Current Exhibitions

The Carl & Marilynn Thoma Art Foundation presents ongoing seasonal rotations of new acquisitions and installations from its collection of global contemporary and historic digital art.
 

“Lorna” by Lynn Herhsman Leeson
On view until October, 2020

Lynn Hershman Leeson, Lorna, 1979-84, interactive DVD installation with living room props
Slip into the world of Lorna, a fictional, middle-aged woman too obsessed with TV to leave her apartment. Sit in Lorna’s chair and use her remote control to choose her fate in an interactive video.
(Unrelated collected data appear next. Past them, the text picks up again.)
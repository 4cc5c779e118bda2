//! Task-local trace id for the request being served.
//!
//! `middleware::request_trace` opens the scope; error rendering and the DB
//! error mapper read it so every log line and problem body carries the id.

use std::future::Future;

use tokio::task_local;

task_local! {
    static TRACE_ID: String;
}

const NO_TRACE: &str = "unknown";

/// The current trace id, or `"unknown"` outside a request.
pub fn trace_id() -> String {
    TRACE_ID
        .try_with(|id| id.clone())
        .unwrap_or_else(|_| NO_TRACE.to_string())
}

/// Run `future` with `trace_id` visible to [`trace_id()`].
pub async fn with_trace_id<F, R>(trace_id: String, future: F) -> R
where
    F: Future<Output = R>,
{
    TRACE_ID.scope(trace_id, future).await
}
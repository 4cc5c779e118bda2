use actix_web::web;
use time::OffsetDateTime;

use crate::error::AppError;
use crate::errors::ErrorCode;

pub mod games;
pub mod health;
pub mod pings;
pub mod play_requests;

/// Register every route. `main.rs` and the route tests share this.
pub fn configure(cfg: &mut web::ServiceConfig) {
    cfg.app_data(web::QueryConfig::default().error_handler(|err, _req| {
        AppError::bad_request(ErrorCode::BadRequest, format!("Invalid query: {err}")).into()
    }));

    cfg.configure(health::configure_routes);
    cfg.service(web::scope("/api/pings").configure(pings::configure_routes));
    cfg.service(web::scope("/api/play-requests").configure(play_requests::configure_routes));
    cfg.service(web::scope("/api/games").configure(games::configure_routes));
}

/// Unix seconds from the wire into a timestamp.
pub(crate) fn unix_time(
    field: &str,
    secs: i64,
    code: ErrorCode,
) -> Result<OffsetDateTime, AppError> {
    OffsetDateTime::from_unix_timestamp(secs)
        .map_err(|_| AppError::invalid(code, format!("{field} is not a valid unix timestamp")))
}
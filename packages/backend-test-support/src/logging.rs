//! One-time tracing setup for test binaries.

use once_cell::sync::OnceCell;
use tracing_subscriber::{fmt, EnvFilter};

static INITIALIZED: OnceCell<()> = OnceCell::new();

/// Filter used when neither `TEST_LOG` nor `RUST_LOG` is set.
pub const DEFAULT_TEST_FILTER: &str = "warn";

fn filter_from_env() -> EnvFilter {
    std::env::var("TEST_LOG")
        .or_else(|_| std::env::var("RUST_LOG"))
        .ok()
        .and_then(|spec| EnvFilter::try_new(spec).ok())
        .unwrap_or_else(|| EnvFilter::new(DEFAULT_TEST_FILTER))
}

/// Install a test-writer subscriber. Safe to call from every test and from
/// `ctor` hooks; only the first call does anything, and a subscriber
/// installed elsewhere is left alone.
pub fn init() {
    INITIALIZED.get_or_init(|| {
        let _ = fmt()
            .with_env_filter(filter_from_env())
            .with_test_writer()
            .without_time()
            .with_target(true)
            .try_init();
    });
}
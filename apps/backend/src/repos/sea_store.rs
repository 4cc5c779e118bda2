//! `MatchStore` over SeaORM. Each operation runs in its own transaction;
//! the expiry cascade is a single transaction.

use std::collections::BTreeSet;

use async_trait::async_trait;
use sea_orm::{DatabaseConnection, DatabaseTransaction, DbErr, TransactionTrait};
use time::OffsetDateTime;
use tracing::{debug, warn};
use uuid::Uuid;

use super::conditional::{ConditionalStore, Versioned, WriteOutcome};
use super::{ExpiryReport, MatchStore};
use crate::adapters::games_sea::{self, GameCreate, GameUpdate, GameWithParticipants};
use crate::adapters::play_requests_sea::{self, PlayRequestUpsert};
use crate::domain::{Area, Game, GameDraft, GameStatus, PlayRequest, PlayRequestDraft};
use crate::entities::games::GameStatus as DbGameStatus;
use crate::entities::play_requests;
use crate::errors::domain::{DomainError, NotFoundKind};

#[derive(Clone)]
pub struct SeaStore {
    db: DatabaseConnection,
}

impl SeaStore {
    pub fn new(db: DatabaseConnection) -> Self {
        Self { db }
    }

    pub fn connection(&self) -> &DatabaseConnection {
        &self.db
    }
}

/// Commit on `Ok`, roll back on `Err`. A failed rollback is logged and the
/// original error wins.
async fn finish<T>(
    txn: DatabaseTransaction,
    out: Result<T, DomainError>,
) -> Result<T, DomainError> {
    match out {
        Ok(value) => {
            txn.commit().await?;
            Ok(value)
        }
        Err(e) => {
            if let Err(rb) = txn.rollback().await {
                warn!(error = %rb, "rollback failed");
            }
            Err(e)
        }
    }
}

fn status_to_db(status: GameStatus) -> DbGameStatus {
    match status {
        GameStatus::Created => DbGameStatus::Created,
        GameStatus::Pending => DbGameStatus::Pending,
        GameStatus::Active => DbGameStatus::Active,
    }
}

fn status_from_db(status: DbGameStatus) -> GameStatus {
    match status {
        DbGameStatus::Created => GameStatus::Created,
        DbGameStatus::Pending => GameStatus::Pending,
        DbGameStatus::Active => GameStatus::Active,
    }
}

fn to_request(model: play_requests::Model) -> PlayRequest {
    PlayRequest {
        id: model.id,
        requester_id: model.requester_id,
        activity: model.activity,
        lat: model.lat,
        lon: model.lon,
        range_km: model.range_km,
        starts_at: model.starts_at,
        expires_at: model.expires_at,
        created_at: model.created_at,
        updated_at: model.updated_at,
    }
}

fn to_game((game, participants): GameWithParticipants) -> Versioned<Game> {
    let confirmed: BTreeSet<Uuid> = participants
        .iter()
        .filter(|p| p.confirmed)
        .map(|p| p.play_request_id)
        .collect();
    let participants: BTreeSet<Uuid> = participants.iter().map(|p| p.play_request_id).collect();
    Versioned::new(
        Game {
            id: game.id,
            status: status_from_db(game.status),
            activity: game.activity,
            lat: game.lat,
            lon: game.lon,
            participants,
            confirmed,
            created_at: game.created_at,
            updated_at: game.updated_at,
        },
        game.version,
    )
}

/// The row is addressed by `id`, never by `game.id`.
fn update_dto(id: Uuid, game: &Game, expected_version: i32) -> GameUpdate {
    GameUpdate {
        id,
        status: status_to_db(game.status),
        participants: game
            .participants
            .iter()
            .map(|id| (*id, game.confirmed.contains(id)))
            .collect(),
        expected_version,
    }
}

fn is_lock_conflict(e: &DbErr) -> bool {
    matches!(e, DbErr::Custom(msg) if msg.starts_with("OPTIMISTIC_LOCK:"))
}

#[async_trait]
impl ConditionalStore<Uuid, Game> for SeaStore {
    async fn read(&self, key: &Uuid) -> Result<Option<Versioned<Game>>, DomainError> {
        let row = games_sea::find_with_participants(&self.db, *key).await?;
        Ok(row.map(to_game))
    }

    async fn write_if(
        &self,
        key: &Uuid,
        value: &Game,
        expected_version: i32,
    ) -> Result<WriteOutcome<Game>, DomainError> {
        let txn = self.db.begin().await?;
        let update = update_dto(*key, value, expected_version);
        let out = match games_sea::update_game(&txn, update).await {
            Ok(row) => Ok(WriteOutcome::Written(to_game(row))),
            Err(DbErr::RecordNotFound(_)) => Err(self.missing(key)),
            Err(e) if is_lock_conflict(&e) => Ok(WriteOutcome::Stale),
            Err(e) => Err(e.into()),
        };
        // a stale write changed nothing; committing the empty txn is fine
        finish(txn, out).await
    }

    fn missing(&self, key: &Uuid) -> DomainError {
        DomainError::not_found(NotFoundKind::Game, format!("Game {key} not found"))
    }
}

#[async_trait]
impl MatchStore for SeaStore {
    async fn upsert_play_request(
        &self,
        draft: &PlayRequestDraft,
        now: OffsetDateTime,
    ) -> Result<PlayRequest, DomainError> {
        let dto = PlayRequestUpsert {
            requester_id: draft.requester_id,
            activity: draft.activity.clone(),
            lat: draft.lat,
            lon: draft.lon,
            range_km: draft.range_km,
            starts_at: draft.starts_at,
            expires_at: draft.expires_at,
        };
        let model = play_requests_sea::upsert(&self.db, dto, now).await?;
        Ok(to_request(model))
    }

    async fn find_play_request(&self, id: Uuid) -> Result<Option<PlayRequest>, DomainError> {
        Ok(play_requests_sea::find_by_id(&self.db, id)
            .await?
            .map(to_request))
    }

    async fn find_play_request_for(
        &self,
        requester_id: Uuid,
        activity: &str,
    ) -> Result<Option<PlayRequest>, DomainError> {
        Ok(
            play_requests_sea::find_by_requester_activity(&self.db, requester_id, activity)
                .await?
                .map(to_request),
        )
    }

    async fn play_requests_in_area(
        &self,
        activity: &str,
        area: &Area,
    ) -> Result<Vec<PlayRequest>, DomainError> {
        let rows = play_requests_sea::find_in_area(
            &self.db,
            activity,
            area.lat_min,
            area.lat_max,
            &area.lon_ranges(),
        )
        .await?;
        Ok(rows.into_iter().map(to_request).collect())
    }

    async fn create_game(
        &self,
        draft: &GameDraft,
        now: OffsetDateTime,
    ) -> Result<Versioned<Game>, DomainError> {
        let dto = GameCreate {
            activity: draft.activity.clone(),
            lat: draft.location.lat,
            lon: draft.location.lon,
            participants: draft.participants.iter().copied().collect(),
        };
        let txn = self.db.begin().await?;
        let out = games_sea::create_game(&txn, dto, now)
            .await
            .map(to_game)
            .map_err(DomainError::from);
        finish(txn, out).await
    }

    async fn open_games_in_area(
        &self,
        activity: &str,
        area: &Area,
    ) -> Result<Vec<Versioned<Game>>, DomainError> {
        let rows = games_sea::find_open_in_area(
            &self.db,
            activity,
            area.lat_min,
            area.lat_max,
            &area.lon_ranges(),
        )
        .await?;
        Ok(rows.into_iter().map(to_game).collect())
    }

    async fn games_for_requester(
        &self,
        requester_id: Uuid,
    ) -> Result<Vec<Versioned<Game>>, DomainError> {
        let request_ids = play_requests_sea::find_ids_for_requester(&self.db, requester_id).await?;
        let game_ids = games_sea::game_ids_for_play_requests(&self.db, &request_ids).await?;
        let rows = games_sea::find_by_ids(&self.db, &game_ids).await?;
        Ok(rows.into_iter().map(to_game).collect())
    }

    async fn expire_play_requests(
        &self,
        now: OffsetDateTime,
    ) -> Result<ExpiryReport, DomainError> {
        let txn = self.db.begin().await?;
        let out = expire_in(&txn, now).await;
        finish(txn, out).await
    }
}

/// Conditional writes a sweep makes per game before giving up on the tick.
const SWEEP_WRITE_ATTEMPTS: u32 = 3;

enum Pruned {
    Missing,
    Emptied,
    Updated,
}

async fn expire_in(
    txn: &DatabaseTransaction,
    now: OffsetDateTime,
) -> Result<ExpiryReport, DomainError> {
    let expired = play_requests_sea::find_expired_ids(txn, now).await?;
    if expired.is_empty() {
        return Ok(ExpiryReport::default());
    }
    let expired_set: BTreeSet<Uuid> = expired.iter().copied().collect();

    let mut report = ExpiryReport {
        expired_requests: expired.len(),
        ..ExpiryReport::default()
    };

    let game_ids = games_sea::game_ids_for_play_requests(txn, &expired).await?;
    let mut emptied = Vec::new();
    for snapshot in games_sea::find_by_ids(txn, &game_ids).await? {
        let game_id = snapshot.0.id;
        match prune_game(txn, to_game(snapshot), &expired_set).await? {
            Pruned::Missing => {}
            Pruned::Emptied => emptied.push(game_id),
            Pruned::Updated => report.games_updated += 1,
        }
    }

    report.games_deleted = games_sea::delete_by_ids(txn, &emptied).await? as usize;
    games_sea::delete_participants_for_requests(txn, &expired).await?;
    play_requests_sea::delete_by_ids(txn, &expired).await?;

    Ok(report)
}

/// Drop `expired` from one game under its version guard. `stored` is the
/// snapshot loaded with the batch; a concurrent confirm or join that moved
/// the version since then forces a re-read.
async fn prune_game(
    txn: &DatabaseTransaction,
    mut stored: Versioned<Game>,
    expired: &BTreeSet<Uuid>,
) -> Result<Pruned, DomainError> {
    let game_id = stored.value.id;
    let mut attempt = 1;
    loop {
        let gone: Vec<Uuid> = stored
            .value
            .participants
            .intersection(expired)
            .copied()
            .collect();
        for id in gone {
            stored.value.remove_participant(id)?;
        }
        if stored.value.participants.is_empty() {
            return Ok(Pruned::Emptied);
        }

        let update = update_dto(game_id, &stored.value, stored.version);
        match games_sea::update_game(txn, update).await {
            Ok(_) => {
                debug!(
                    game_id = %game_id,
                    status = %stored.value.status,
                    "expired participants removed"
                );
                return Ok(Pruned::Updated);
            }
            Err(DbErr::RecordNotFound(_)) => return Ok(Pruned::Missing),
            Err(e) if is_lock_conflict(&e) && attempt < SWEEP_WRITE_ATTEMPTS => {
                debug!(game_id = %game_id, attempt, "game moved during sweep, re-reading");
                attempt += 1;
            }
            // out of attempts: the whole tick rolls back and runs again later
            Err(e) => return Err(e.into()),
        }

        let Some(row) = games_sea::find_with_participants(txn, game_id).await? else {
            return Ok(Pruned::Missing);
        };
        stored = to_game(row);
    }
}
Thirty-six user-selected paths lead you through the character’s grim desires and glossy distractions.

Lorna, 1979–84, is regarded as the first interactive video artwork ever created, and was originally produced on laserdisc. This was the most advanced video technology in the early 1980s, which the artist customized beyond its normal functions. A video game of life’s choices, Lorna represents the crossroads we face in our digital era: is technology liberating or alienating?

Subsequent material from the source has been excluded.